Interaction with positive social groups has been shown to increase successful rehabilitation compliance and eventual outcomes (Halley & Carroll, 1998; Podlog & Eklund, 2006). Pairing the recovering athlete with peers who have both succeeded in rehabilitation as well as those currently going through the process could create a community providing a sense of relatedness and increase the likelihood of compliance (Podlog & Eklund, 2006). Rehabilitation programs should create structure that allows the athlete to return to the arena of play as quickly as possible. Modified activities that allow engagement in their sport, interaction with their team and coaches, as well as provide rehabilitation function can reinforce their desire to return and slowly increase feelings of confidence and self-efficacy(Bandura & Locke, 2003; Ryan & Deci, 2000).
Lacking information and further research
Although the studies identified throughout this paper provide insight into the impact of fear avoidance behavior as well as approaches for identification and intervention, further research is needed. All studies reviewed for this paper possessed a tremendous amount of variation and thus are not repeatable or indicative of the overall population.

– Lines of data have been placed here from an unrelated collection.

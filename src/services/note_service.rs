use sea_orm::*;

use crate::error::ServiceError;
use crate::models::dto::{NoteRequest, NoteResponse};
use crate::models::note;
use crate::services::etudiant_service::EtudiantService;

pub struct NoteService;

impl NoteService {
    pub async fn add_note(
        db: &DatabaseConnection,
        request: NoteRequest,
    ) -> Result<NoteResponse, ServiceError> {
        let etudiant = EtudiantService::find_by_id(db, request.etudiant_id).await?;

        let new_note = note::ActiveModel {
            module: Set(request.module),
            valeur: Set(request.valeur),
            etudiant_id: Set(etudiant.id),
            ..Default::default()
        };

        let note = new_note.insert(db).await?;
        tracing::info!("Note added for etudiant ID: {}", note.etudiant_id);

        Ok(NoteResponse::from(&note))
    }

    pub async fn get_notes_by_etudiant(
        db: &DatabaseConnection,
        etudiant_id: i32,
    ) -> Result<Vec<NoteResponse>, ServiceError> {
        let notes = note::Entity::find()
            .filter(note::Column::EtudiantId.eq(etudiant_id))
            .all(db)
            .await?;
        Ok(notes.iter().map(NoteResponse::from).collect())
    }

    pub async fn update_note(
        db: &DatabaseConnection,
        id: i32,
        request: NoteRequest,
    ) -> Result<NoteResponse, ServiceError> {
        let note = note::Entity::find_by_id(id)
            .one(db)
            .await?
            .ok_or_else(|| ServiceError::NotFound(format!("Note not found with ID: {}", id)))?;

        let mut active: note::ActiveModel = note.into();
        active.module = Set(request.module);
        active.valeur = Set(request.valeur);

        let updated = active.update(db).await?;
        tracing::info!("Note updated with ID: {}", id);

        Ok(NoteResponse::from(&updated))
    }

    pub async fn delete_note(db: &DatabaseConnection, id: i32) -> Result<(), ServiceError> {
        let note = note::Entity::find_by_id(id)
            .one(db)
            .await?
            .ok_or_else(|| ServiceError::NotFound(format!("Note not found with ID: {}", id)))?;

        note.delete(db).await?;
        tracing::info!("Note deleted with ID: {}", id);
        Ok(())
    }
}

#[cfg(test)]
mod tests {
    use super::*;

    #[tokio::test]
    async fn test_add_note_requires_existing_student() {
        let db = MockDatabase::new(DatabaseBackend::Postgres)
            .append_query_results([Vec::<crate::models::etudiant::Model>::new()])
            .into_connection();

        let request = NoteRequest {
            etudiant_id: 42,
            module: "Analyse".into(),
            valeur: rust_decimal::Decimal::new(155, 1),
        };

        let result = NoteService::add_note(&db, request).await;
        assert!(matches!(result, Err(ServiceError::NotFound(_))));
    }

    #[tokio::test]
    async fn test_delete_missing_note_is_not_found() {
        let db = MockDatabase::new(DatabaseBackend::Postgres)
            .append_query_results([Vec::<note::Model>::new()])
            .into_connection();

        let result = NoteService::delete_note(&db, 3).await;
        assert!(matches!(result, Err(ServiceError::NotFound(_))));
    }
}
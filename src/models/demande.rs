use serde::{Serialize, Deserialize};
use sea_orm::entity::prelude::*;

use super::enums::{StatusDemande, TypeDocument};

#[derive(Clone, Debug, PartialEq, DeriveEntityModel, Serialize, Deserialize)]
#[sea_orm(table_name = "demande")]
pub struct Model {
    #[sea_orm(primary_key)]
    pub id: i32,
    pub type_document: TypeDocument,
    pub status: StatusDemande,
    pub date_creation: DateTime,
    pub date_traitement: Option<DateTime>,
    pub etudiant_id: i32,
    // Renseigné uniquement lors d'une décision (approve/reject)
    pub admin_id: Option<i32>,
}

#[derive(Copy, Clone, Debug, EnumIter, DeriveRelation)]
pub enum Relation {
    #[sea_orm(
        belongs_to = "super::etudiant::Entity",
        from = "Column::EtudiantId",
        to = "super::etudiant::Column::Id"
    )]
    Etudiant,

    #[sea_orm(
        belongs_to = "super::admin::Entity",
        from = "Column::AdminId",
        to = "super::admin::Column::Id"
    )]
    Admin,
}

impl Related<super::etudiant::Entity> for Entity {
    fn to() -> RelationDef {
        Relation::Etudiant.def()
    }
}

impl Related<super::admin::Entity> for Entity {
    fn to() -> RelationDef {
        Relation::Admin.def()
    }
}

impl ActiveModelBehavior for ActiveModel {}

Notable inconsistencies between studies, as well as within studies, included variations in the severity of injury, variations between the time of injury and the surgical procedure, variations in the types of procedures performed, variations in the subsequent rehabilitation protocol, inabilities to properly monitor athletes through the entire rehabilitation phase to ensure proper compliance, and the variation of the skill level and age of the participating athletes. Appropriate studies that better account for these variables are required to create replicable results.
Fear avoidance behavior has been shown to be a consistent variable in an athlete’s decision, or inability, to not return to sport following ACLR. Minimal diagnostic resources are currently available for the identification of fear avoidance behavior as a factor in rehabilitation, as well as no agreed upon approach for successful intervention(Dover & Amar, 2015).
Individuals who don’t return to play as a result of fear avoidance have displayed consistent psychological and personality markers in regards to poor self-efficacy and loss of autonomy, competency and relatedness (Halley & Carroll, 1998; U Johnson, 1997; McVeigh & Pack, 2015). These markers should be utilized for early screening and preventative education utilized to best prepare a vulnerable athlete for the realities of potential injury and rehabilitation.
Early education as well as providing a thorough understanding at the time of surgery can help to mitigate the chance of unrealistic expectations that leads to frustration and failure to properly comply and complete the rehabilitation program (McVeigh & Pack, 2015; Podlog & Eklund, 2006). Additionally, the setting of realistic goals can help the athlete monitor progress and feel confident in their ability to return to sport (Chase et al., 1993; Podlog & Eklund, 2006).
Further research is needed to create appropriate diagnostic tools for identifying fear avoidance likelihood in regards to ACLR as well as best practices for intervention to ensure a complete and successful rehabilitation.